Your goal » Where a line holds the word "outside", copy it from the records.

── Input records

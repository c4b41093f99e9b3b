//! Seifert matrices from Seifert's algorithm on a classical oriented diagram.
//!
//! Smoothing every crossing along the orientation gives the Seifert circles.
//! The surface is built from discs bounded by the circles, joined by a
//! twisted band at each crossing. A spanning tree of the Seifert graph
//! (circles as vertices, bands as edges) gives one homology generator for
//! each band outside the tree, and the matrix entries are the linking numbers
//! of the generators with the push-offs of one another.

use std::collections::{HashSet, VecDeque};
use ahash::AHashMap;
use itertools::Itertools;
use log::debug;
use num_traits::{One, Pow, Zero};
use knotlab::{algo, KeyedUnionFind, Laurent, Mat, MatType, RatFun};

use crate::pd::{eliminate_paths, Edge, Entity, Pd};

/// `(crossing, arc)`; arc `1` is the smoothed arc `0 → 1`, arc `2` is `3 → 2`.
type Visit = (usize, usize);
type Region = (usize, usize);

/// A crossing of a diagram with its sign, `+1` or `−1`.
struct Crossing {
    sign: i64,
    edges: [Edge; 4]
}

#[derive(Clone, Copy, PartialEq, Eq, Debug)]
struct Step {
    from: usize,
    x: usize,
    d: i64,
    to: usize
}

/// A passage of a cycle along a Seifert circle, entering at `ent` and
/// leaving at `ex` towards the band at crossing `next`.
struct Chord {
    circle: usize,
    ent: Visit,
    ex: Visit,
    next: usize
}

struct SeifertSurface {
    crossings: Vec<Crossing>,
    regions: KeyedUnionFind<Region>,
    circles: Vec<Vec<Visit>>,
    circle_of: AHashMap<Visit, usize>,
    pos: AHashMap<Visit, usize>,
    child: Vec<Region>,
    n: Vec<i64>,
}

impl SeifertSurface {
    fn new(crossings: Vec<Crossing>) -> Self {
        let mut occ: AHashMap<Edge, Vec<(usize, usize)>> = AHashMap::new();
        for (x, c) in crossings.iter().enumerate() {
            for (k, &e) in c.edges.iter().enumerate() {
                occ.entry(e).or_default().push((x, k));
            }
        }

        let other = |x: usize, k: usize| -> (usize, usize) {
            let e = crossings[x].edges[k];
            occ[&e].iter().find(|&&o| o != (x, k)).cloned().unwrap_or((x, k))
        };

        // corners (x, s) lie between slots s and s + 1. corners 1 and 3 merge
        // when the crossing is smoothed.
        let mut regions = KeyedUnionFind::new();
        for x in 0..crossings.len() {
            for s in 0..4 {
                regions.union(&(x, s), &other(x, (s + 1) % 4));
            }
            regions.union(&(x, 1), &(x, 3));
        }

        let mut circles = vec![];
        let mut circle_of = AHashMap::new();
        for x in 0..crossings.len() {
            for arc in [1, 2] {
                if circle_of.contains_key(&(x, arc)) {
                    continue
                }
                let i = circles.len();
                let mut c = vec![];
                let mut cur = (x, arc);
                while !circle_of.contains_key(&cur) {
                    circle_of.insert(cur, i);
                    c.push(cur);
                    let (y, t) = other(cur.0, if cur.1 == 1 { 1 } else { 2 });
                    assert!(t == 0 || t == 3, "inconsistent orientation at crossing {y}.");
                    cur = (y, if t == 0 { 1 } else { 2 });
                }
                circles.push(c);
            }
        }

        let pos = circles.iter().flat_map(|c|
            c.iter().enumerate().map(|(i, &v)| (v, i))
        ).collect();

        let mut surf = Self {
            crossings,
            regions,
            circles,
            circle_of,
            pos,
            child: vec![],
            n: vec![],
        };
        surf.nest_circles();
        surf
    }

    fn region(&self, x: usize, s: usize) -> Region {
        self.regions.root(&(x, s))
    }

    /// The regions on the left and right of circle `i`.
    fn sides(&self, i: usize) -> (Region, Region) {
        let side = |&(x, a): &Visit| if a == 1 {
            (self.region(x, 1), self.region(x, 0))
        } else {
            (self.region(x, 2), self.region(x, 1))
        };
        let c = &self.circles[i];
        let s = side(&c[0]);
        assert!(c.iter().all(|v| side(v) == s), "circle {i} crosses itself.");
        s
    }

    /// Orients the tree of regions and circles away from the first region.
    /// `child[i]` is the side of circle `i` further from the root, and
    /// `n[i]` is `1` if that side is on its left.
    fn nest_circles(&mut self) {
        let sides = (0..self.circles.len()).map(|i| self.sides(i)).collect_vec();
        let roots = sides.iter().flat_map(|&(l, r)| [l, r]).sorted().dedup().collect_vec();
        let Some(&root) = roots.first() else {
            return
        };

        let mut child: Vec<Option<Region>> = vec![None; sides.len()];
        let mut seen = HashSet::from([root]);
        let mut queue = VecDeque::from([root]);

        while let Some(r) = queue.pop_front() {
            for (i, &(left, right)) in sides.iter().enumerate() {
                if child[i].is_some() || (left != r && right != r) {
                    continue
                }
                let ch = if left == r { right } else { left };
                assert!(seen.insert(ch), "regions do not form a tree.");
                child[i] = Some(ch);
                queue.push_back(ch);
            }
        }

        self.child = child.into_iter().enumerate().map(|(i, c)|
            c.unwrap_or_else(|| panic!("circle {i} is not reached."))
        ).collect();
        self.n = self.child.iter().zip(sides.iter()).map(|(c, (l, _))|
            if c == l { 1 } else { -1 }
        ).collect();
    }

    fn ends(&self, x: usize) -> (usize, usize) {
        (self.circle_of[&(x, 1)], self.circle_of[&(x, 2)])
    }

    /// One cycle per band outside a spanning tree of the Seifert graph.
    fn cycles(&self) -> Vec<Vec<Step>> {
        let m = self.circles.len();
        let mut parent: Vec<Option<Step>> = vec![None; m];
        let mut seen = vec![false; m];
        let mut tree = HashSet::new();
        let mut queue = VecDeque::from([0]);
        seen[0] = true;

        while let Some(c) = queue.pop_front() {
            for x in 0..self.crossings.len() {
                let (c1, c2) = self.ends(x);
                for (a, b, d) in [(c1, c2, 1), (c2, c1, -1)] {
                    if a == c && !seen[b] {
                        seen[b] = true;
                        parent[b] = Some(Step { from: c, x, d, to: b });
                        tree.insert(x);
                        queue.push_back(b);
                    }
                }
            }
        }

        let path_to_root = |mut c: usize| {
            let mut p = vec![];
            while let Some(s) = parent[c] {
                p.push(s);
                c = s.from;
            }
            p.reverse();
            p
        };

        (0..self.crossings.len()).filter(|x| !tree.contains(x)).map(|x| {
            let (a, b) = self.ends(x);
            let (pa, pb) = (path_to_root(a), path_to_root(b));
            let k = pa.iter().zip(pb.iter()).take_while(|(s, t)| s == t).count();

            pa[k..].iter().cloned()
                .chain([Step { from: a, x, d: 1, to: b }])
                .chain(pb[k..].iter().rev().map(|s| Step { from: s.to, x: s.x, d: -s.d, to: s.from }))
                .collect()
        }).collect()
    }

    fn chords(&self, steps: &[Step]) -> Vec<Chord> {
        let k = steps.len();
        (0..k).map(|i| {
            let (s, t) = (steps[i], steps[(i + 1) % k]);
            assert_eq!(s.to, t.from);
            Chord {
                circle: s.to,
                ent: if s.d == 1 { (s.x, 2) } else { (s.x, 1) },
                ex: if t.d == 1 { (t.x, 1) } else { (t.x, 2) },
                next: t.x
            }
        }).collect()
    }

    fn key(&self, v: Visit, lane: isize) -> (isize, isize) {
        let i = self.pos[&v] as isize;
        (i, if v.1 == 1 { lane } else { -lane })
    }

    fn linking(&self, g: &[Step], h: &[Step]) -> i64 {
        let (cg, ch) = (self.chords(g), self.chords(h));
        let m = ch.len();
        let mut total = 0;

        for c in cg.iter() {
            let (a, b) = (self.key(c.ent, 0), self.key(c.ex, 0));
            let i = c.circle;

            if self.n[i] == 1 {
                for c2 in ch.iter().filter(|c2| c2.circle == i) {
                    total -= cyclic_sign(a, b, self.key(c2.ent, 1), self.key(c2.ex, 1));
                }
            }

            for (j, c2) in ch.iter().enumerate() {
                if c2.circle != i || self.region(c2.next, 1) != self.child[i] {
                    continue
                }
                let mut l = (j + 1) % m;
                while ch[l].circle != i {
                    l = (l + 1) % m;
                }
                let (p, q) = (self.key(c2.ex, 1), self.key(ch[l].ent, 1));
                total -= cyclic_sign(a, b, p, q) * self.n[i];
            }
        }

        for s in g.iter() {
            for t in h.iter() {
                if s.x == t.x && self.crossings[s.x].sign == 1 {
                    total -= s.d * t.d;
                }
            }
        }

        total
    }

    fn matrix(&self) -> Mat<i64> {
        let cycles = self.cycles();
        let k = cycles.len();
        Mat::from_fn((k, k), |i, j| self.linking(&cycles[i], &cycles[j]))
    }
}

fn cyclic_between(p: (isize, isize), a: (isize, isize), b: (isize, isize)) -> bool {
    if a < b {
        a < p && p < b
    } else {
        p > a || p < b
    }
}

fn cyclic_sign(a: (isize, isize), b: (isize, isize), p: (isize, isize), q: (isize, isize)) -> i64 {
    match (cyclic_between(p, a, b), cyclic_between(q, a, b)) {
        (true, false) => 1,
        (false, true) => -1,
        _ => 0
    }
}

/// Seifert matrices of a classical oriented diagram, one block per
/// connected piece; a crossingless circle gives a `0 × 0` block.
pub fn seifert_matrices(pd: &Pd) -> Vec<Mat<i64>> {
    assert!(pd.is_classical(), "{pd} is not classical.");
    assert!(pd.is_oriented(), "{pd} is not oriented.");

    let (unknots, pd) = eliminate_paths(pd);
    let mut res = pd.pieces().into_iter().map(|piece| {
        let crossings = piece.iter().map(|&i| match pd.data()[i] {
            Entity::Xp(edges) => Crossing { sign: 1, edges },
            Entity::Xm(edges) => Crossing { sign: -1, edges },
            x => panic!("unexpected {x}.")
        }).collect();
        SeifertSurface::new(crossings).matrix()
    }).collect_vec();

    res.extend((0..unknots).map(|_| Mat::zero((0, 0))));

    debug!("seifert blocks: {:?}", res.iter().map(|m| m.rows()).collect_vec());

    res
}

/// `det(s·V − s⁻¹·Vᵀ)` expressed in `z = s⁻¹ − s`.
pub fn conway_from_seifert(v: &Mat<i64>) -> Laurent {
    let s = |a: i64, k: isize| Laurent::mono(k, a);
    let m = Mat::from_fn(v.shape(), |i, j|
        RatFun::from_laurent(&(s(v[(i, j)], 1) - s(v[(j, i)], -1)))
    );
    let d = algo::det_by_elimination(&m);
    let Some(mut p) = d.to_laurent() else {
        panic!("{d} is not a Laurent polynomial.")
    };

    let z = s(1, -1) - s(1, 1);
    let mut res = Laurent::zero();

    while !p.is_zero() {
        let k = p.max_deg();
        assert!(k >= 0, "not a polynomial in s⁻¹ − s.");

        let c = p.coeff(k) * if k % 2 == 0 { 1 } else { -1 };
        p -= (&z).pow(k).scale(c);
        res += Laurent::mono(k, c);
    }

    res
}

/// The Conway polynomial, if the diagram is a single connected piece.
pub fn conway_polynomial(pd: &Pd) -> Option<Laurent> {
    match &seifert_matrices(pd)[..] {
        [v] => Some(conway_from_seifert(v)),
        _ => None
    }
}

#[cfg(test)]
mod tests {
    use super::*;
    use crate::pd::Entity::*;

    fn conway(pd: &Pd) -> Vec<i64> {
        conway_polynomial(pd).unwrap().coeffs().to_vec()
    }

    fn alexander_from_seifert(v: &Mat<i64>) -> Laurent {
        let t = Laurent::variable();
        let m = Mat::from_fn(v.shape(), |i, j|
            Laurent::constant(v[(i, j)]) - t.scale(v[(j, i)])
        );
        algo::det(&m).normalized()
    }

    #[test]
    fn sizes() {
        let v = seifert_matrices(&Pd::trefoil());
        assert_eq!(v.len(), 1);
        assert_eq!(v[0].shape(), (2, 2));

        let v = seifert_matrices(&Pd::figure8());
        assert_eq!(v[0].shape(), (2, 2));

        let v = seifert_matrices(&Pd::hopf_link());
        assert_eq!(v[0].shape(), (1, 1));
    }

    #[test]
    fn unimodular() {
        for pd in [Pd::trefoil(), Pd::trefoil().mirror(), Pd::figure8()] {
            let v = &seifert_matrices(&pd)[0];
            let a = Mat::from_fn(v.shape(), |i, j| v[(i, j)] - v[(j, i)]);
            assert_eq!(algo::det(&a), 1);
        }
    }

    #[test]
    fn alexander() {
        let v = &seifert_matrices(&Pd::trefoil())[0];
        assert_eq!(alexander_from_seifert(v).coeffs(), &[1, -1, 1]);

        let v = &seifert_matrices(&Pd::figure8())[0];
        assert_eq!(alexander_from_seifert(v).coeffs(), &[1, -3, 1]);
    }

    #[test]
    fn conway_knots() {
        assert_eq!(conway(&Pd::trefoil()), vec![1, 0, 1]);
        assert_eq!(conway(&Pd::trefoil().mirror()), vec![1, 0, 1]);
        assert_eq!(conway(&Pd::figure8()), vec![1, 0, -1]);
        assert_eq!(conway(&Pd::unknot()), vec![1]);

        let k52 = Pd::new(vec![Xm([4, 2, 5, 1]), Xm([8, 4, 9, 3]), Xm([10, 6, 1, 5]), Xm([6, 10, 7, 9]), Xm([2, 8, 3, 7])]);
        assert_eq!(conway(&k52), vec![1, 0, 2]);
    }

    #[test]
    fn conway_hopf() {
        assert_eq!(conway_polynomial(&Pd::hopf_link()), Some(Laurent::mono(1, 1)));
    }

    #[test]
    fn split() {
        let pd = Pd::new(vec![Xp([1, 3, 6, 4]), Xp([3, 5, 2, 6]), Xp([5, 1, 4, 2]), P([7, 7])]);
        assert_eq!(seifert_matrices(&pd).len(), 2);
        assert_eq!(conway_polynomial(&pd), None);
    }

    #[test]
    fn kink() {
        let v = seifert_matrices(&Pd::new(vec![Xp([1, 1, 2, 2])]));
        assert_eq!(v[0].shape(), (0, 0));
        assert_eq!(conway_from_seifert(&v[0]), Laurent::one());
    }
}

────

Solution to the problem »
//! each band outside the tree, and the matrix entries are the linking numbers
    /// One cycle per band outside a spanning tree of the Seifert graph.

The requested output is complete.